Label Gazelle pour les champions

Le gouvernement tente, dans le même temps, de favoriser l'éclosion de « champions de demain » à même de tirer la croissance et de redynamiser le paysage. L'an passé, le label Gazelle a été remis à 2.000 PME à très forte croissance et oeuvrant dans les secteurs porteurs des nouvelles technologies et des services. Et, surtout, un statut d'« entreprises de croissance » vient d'être créé et leur accorde une batterie d'avantages visant à faire sauter les freins à leur développement. A commencer par le premier d'entre eux, le frein financier. Pour soigner leur trésorerie et éviter que leur élan ne soit brisé, elles bénéficient d'un gel de l'impôt sur les sociétés, d'un décalage du paiement des cotisations des nouveaux salariés et d'une possibilité de remboursement anticipé du crédit d'impôt recherche.
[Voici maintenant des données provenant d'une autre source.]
//! Safety validator `V` — configurable static/dynamic checks layered over
//! the Result engine and the analyzer substrate.
//!
//! Every check consults a [`SafetyConfig`] flag before doing any work; a
//! disabled check reports "valid" trivially rather than being skipped by
//! the caller, so call sites never need their own `if config.x` guard.

pub mod delimiters;
pub mod pattern;
pub mod type_check;
pub mod violation;

use std::panic::Location;
use std::sync::OnceLock;

pub use violation::{Severity as ViolationSeverity, SafetyViolation, ViolationCategory};

/// A read-mostly capability value: constructed once (directly, or via one
/// of the four presets) and passed into [`crate::analyzer::Analyzer::new`].
/// Updates replace the whole value rather than mutating flags in place, so
/// no partial visibility can be observed across threads.
#[derive(Debug, Clone, Copy, PartialEq, Eq)]
pub struct SafetyConfig {
    pub parser_validation: bool,
    pub pattern_match_checks: bool,
    pub type_safety_checks: bool,
    pub ffi_annotation_verification: bool,
    pub boundary_checks: bool,
    pub ownership_tracking: bool,
    pub variadic_validation: bool,
    pub string_op_validation: bool,
    pub slice_bounds: bool,
    pub memory_layout: bool,
    pub concurrency_debug: bool,
    pub error_handling_aids: bool,
    pub security_enforcement: bool,
    pub stack_canaries: bool,
    pub ffi_call_logging: bool,
    pub constant_time_verification: bool,
    pub secure_memory_validation: bool,
    pub fault_injection: bool,
    pub performance_monitoring: bool,
}

impl SafetyConfig {
    const ALL_ON: SafetyConfig = SafetyConfig {
        parser_validation: true,
        pattern_match_checks: true,
        type_safety_checks: true,
        ffi_annotation_verification: true,
        boundary_checks: true,
        ownership_tracking: true,
        variadic_validation: true,
        string_op_validation: true,
        slice_bounds: true,
        memory_layout: true,
        concurrency_debug: true,
        error_handling_aids: true,
        security_enforcement: true,
        stack_canaries: true,
        ffi_call_logging: true,
        constant_time_verification: true,
        secure_memory_validation: true,
        fault_injection: true,
        performance_monitoring: true,
    };

    const ALL_OFF: SafetyConfig = SafetyConfig {
        parser_validation: false,
        pattern_match_checks: false,
        type_safety_checks: false,
        ffi_annotation_verification: false,
        boundary_checks: false,
        ownership_tracking: false,
        variadic_validation: false,
        string_op_validation: false,
        slice_bounds: false,
        memory_layout: false,
        concurrency_debug: false,
        error_handling_aids: false,
        security_enforcement: false,
        stack_canaries: false,
        ffi_call_logging: false,
        constant_time_verification: false,
        secure_memory_validation: false,
        fault_injection: false,
        performance_monitoring: false,
    };

    /// Everything on except the expensive, noisy checks a developer
    /// wouldn't want mid-edit-compile-run.
    pub fn debug() -> Self {
        SafetyConfig {
            fault_injection: false,
            performance_monitoring: false,
            ..Self::ALL_ON
        }
    }

    /// All checks off — the only preset with zero validator overhead.
    pub fn release() -> Self {
        Self::ALL_OFF
    }

    /// Parser/pattern/type checks on; the heavier runtime-debug aids off.
    pub fn testing() -> Self {
        SafetyConfig {
            concurrency_debug: false,
            ffi_call_logging: false,
            constant_time_verification: false,
            fault_injection: false,
            performance_monitoring: false,
            ..Self::ALL_ON
        }
    }

    /// Every check on, including the expensive security-oriented ones.
    pub fn paranoid() -> Self {
        Self::ALL_ON
    }
}

impl Default for SafetyConfig {
    fn default() -> Self {
        Self::debug()
    }
}

static REPORT_SINK: OnceLock<Box<dyn Fn(SafetyViolation) + Send + Sync>> = OnceLock::new();

/// Registers the single process-wide report sink. Subsequent calls are
/// ignored (the sink is set-once, matching the spec's "a single report
/// sink" — there is no way to reconfigure once a validator has started
/// reporting).
pub fn set_report_sink(sink: impl Fn(SafetyViolation) + Send + Sync + 'static) {
    let _ = REPORT_SINK.set(Box::new(sink));
}

/// Delivers `violation` to the registered sink, or to `tracing::warn!` if
/// none was ever registered. Reporting is fire-and-forget: this never
/// returns an error and a validator check never aborts because of it.
pub fn report(violation: SafetyViolation) {
    match REPORT_SINK.get() {
        Some(sink) => sink(violation),
        None => tracing::warn!(
            category = ?violation.category,
            severity = ?violation.severity,
            file = %violation.source_file,
            line = violation.source_line,
            function = %violation.source_function,
            "{}",
            violation.message
        ),
    }
}

/// Runs the checks gated by `config` over one piece of input, bundling the
/// result structures each sub-check produces.
pub struct SafetyValidator {
    config: SafetyConfig,
}

impl SafetyValidator {
    pub fn new(config: SafetyConfig) -> Self {
        SafetyValidator { config }
    }

    pub fn config(&self) -> SafetyConfig {
        self.config
    }

    /// §4.8 delimiter balance. Disabled checks report `Ok(())` trivially.
    /// A failed scan is also delivered to the report sink, like every
    /// other validator violation.
    #[track_caller]
    pub fn check_delimiters(&self, source: &str) -> Result<(), delimiters::DelimiterError> {
        if !self.config.parser_validation {
            return Ok(());
        }
        let outcome = delimiters::check_balance(source);
        if let Err(error) = &outcome {
            let caller = Location::caller();
            report(SafetyViolation::new(
                ViolationCategory::DelimiterBalance,
                ViolationSeverity::Error,
                caller.file(),
                caller.line(),
                "check_delimiters",
                error.to_string(),
            ));
        }
        outcome
    }

    /// §4.8 pattern completeness/redundancy. Disabled checks report
    /// `Complete` trivially. `Incomplete`/`Redundant`/`Unreachable`
    /// outcomes are also delivered to the report sink.
    #[track_caller]
    pub fn check_pattern_completeness(
        &self,
        arms: &[crate::match_engine::Pattern],
    ) -> pattern::Completeness {
        if !self.config.pattern_match_checks {
            return pattern::Completeness::Complete;
        }
        let outcome = pattern::check_completeness(arms);
        if let Some(message) = pattern::violation_message(&outcome) {
            let caller = Location::caller();
            report(SafetyViolation::new(
                ViolationCategory::PatternCompleteness,
                ViolationSeverity::Warning,
                caller.file(),
                caller.line(),
                "check_pattern_completeness",
                message,
            ));
        }
        outcome
    }

    /// §4.8 Result type-usage check. Disabled checks report valid
    /// trivially and report nothing.
    pub fn check_result_usage(
        &self,
        result: &crate::result::AnyResult,
        expected_type_id: crate::result::TypeId,
    ) -> bool {
        if !self.config.type_safety_checks {
            return true;
        }
        type_check::check_result_usage(result, expected_type_id)
    }

    /// §4.8 slice type-check. Disabled checks report valid trivially.
    pub fn check_slice(&self, header: &type_check::SliceHeader, expected_element: crate::result::TypeId) -> bool {
        if !self.config.slice_bounds {
            return true;
        }
        type_check::check_slice(header, expected_element)
    }
}

#[cfg(test)]
mod tests {
    use super::*;

    #[test]
    fn release_preset_disables_every_flag() {
        let config = SafetyConfig::release();
        assert!(!config.parser_validation);
        assert!(!config.pattern_match_checks);
        assert!(!config.performance_monitoring);
    }

    #[test]
    fn disabled_check_reports_valid_trivially() {
        let validator = SafetyValidator::new(SafetyConfig::release());
        assert!(validator.check_delimiters("{{{{ unbalanced").is_ok());
    }

    #[test]
    fn paranoid_preset_enables_every_flag() {
        let config = SafetyConfig::paranoid();
        assert!(config.fault_injection);
        assert!(config.constant_time_verification);
    }

    #[test]
    fn delimiter_and_pattern_violations_reach_the_report_sink() {
        use std::sync::{Arc, Mutex};

        let captured: Arc<Mutex<Vec<ViolationCategory>>> = Arc::new(Mutex::new(Vec::new()));
        let sink_capture = Arc::clone(&captured);
        set_report_sink(move |violation| {
            sink_capture.lock().expect("capture mutex poisoned").push(violation.category);
        });

        let validator = SafetyValidator::new(SafetyConfig::debug());
        assert!(validator.check_delimiters("fn f() {{{").is_err());
        let _ = validator.check_pattern_completeness(&[
            crate::match_engine::Pattern::Ok,
            crate::match_engine::Pattern::Ok,
        ]);

        let seen = captured.lock().expect("capture mutex poisoned");
        assert!(seen.contains(&ViolationCategory::DelimiterBalance));
        assert!(seen.contains(&ViolationCategory::PatternCompleteness));
    }
}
Alors que le retard de la France en matière de propriété industrielle est incontestable, des mesures ont aussi été adoptées pour encourager l'innovation et le dépôt de brevets.

La France souhaite en outre, à l'instar de ce que font les Etats-Unis, réserver une partie des marchés publics aux PME françaises. Le pacte PME, lancé en 2005, encourage ainsi les grands acheteurs publics (DGA, CNES, CEA, ministère de l'Intérieur, SNCF...) à se tourner plus vers les PME pour passer leurs commandes. Pour aller plus loin et inscrire dans le marbre le principe d'une telle préférence nationale, la France a toutefois besoin d'une autorisation de l'Union européenne. Les négociations avec cette dernière, âpres, sont toujours en cours.